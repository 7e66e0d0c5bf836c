mod inmemory;
mod postgres;

pub use inmemory::InMemoryTenantRepo;
pub use postgres::PostgresTenantRepo;

use certwatch_domain::{Tenant, ID};

#[async_trait::async_trait]
pub trait ITenantRepo: Send + Sync {
    async fn insert(&self, tenant: &Tenant) -> anyhow::Result<()>;
    async fn find(&self, tenant_id: &ID) -> Option<Tenant>;
    async fn find_many(&self, tenant_ids: &[ID]) -> anyhow::Result<Vec<Tenant>>;
}
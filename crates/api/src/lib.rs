mod certification;
mod error;
mod job_schedulers;
mod shared;
mod status;

use actix_cors::Cors;
use actix_web::{dev::Server, middleware, web, App, HttpServer};
use certwatch_infra::CertwatchContext;
use job_schedulers::start_reminder_sweep_job;
use std::net::TcpListener;
use tracing_actix_web::TracingLogger;

pub use shared::auth::{ADMIN_SESSION_COOKIE, CRON_SECRET_HEADER};

pub fn configure_server_api(cfg: &mut web::ServiceConfig) {
    certification::configure_routes(cfg);
    status::configure_routes(cfg);
}

pub struct Application {
    server: Server,
    port: u16,
}

impl Application {
    pub async fn new(context: CertwatchContext) -> Result<Self, std::io::Error> {
        let (server, port) = Application::configure_server(context.clone()).await?;
        Application::start_job_schedulers(context);

        Ok(Self { server, port })
    }

    pub fn port(&self) -> u16 {
        self.port
    }

    fn start_job_schedulers(context: CertwatchContext) {
        start_reminder_sweep_job(context);
    }

    async fn configure_server(context: CertwatchContext) -> Result<(Server, u16), std::io::Error> {
        let port = context.config.port;
        let address = format!("0.0.0.0:{}", port);
        let listener = TcpListener::bind(&address)?;
        let port = listener.local_addr()?.port();

        let server = HttpServer::new(move || {
            let ctx = context.clone();

            App::new()
                .wrap(Cors::permissive())
                .wrap(middleware::Compress::default())
                .wrap(TracingLogger::default())
                .app_data(web::Data::new(ctx))
                .service(web::scope("/api/v1").configure(configure_server_api))
        })
        .listen(listener)?
        .workers(4)
        .run();

        Ok((server, port))
    }

    pub async fn start(self) -> Result<(), std::io::Error> {
        self.server.await
    }
}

▬▬▬

[Your objective]:
Beginning with the line containing "let server = HttpServer::new(move" and ending with the last line of the listing above, return every line exactly and nothing else.

[Finished exercise]:
        let server = HttpServer::new(move || {
            let ctx = context.clone();

            App::new()
                .wrap(Cors::permissive())
                .wrap(middleware::Compress::default())
                .wrap(TracingLogger::default())
                .app_data(web::Data::new(ctx))
                .service(web::scope("/api/v1").configure(configure_server_api))
        })
        .listen(listener)?
        .workers(4)
        .run();

        Ok((server, port))
    }

    pub async fn start(self) -> Result<(), std::io::Error> {
        self.server.await
    }
}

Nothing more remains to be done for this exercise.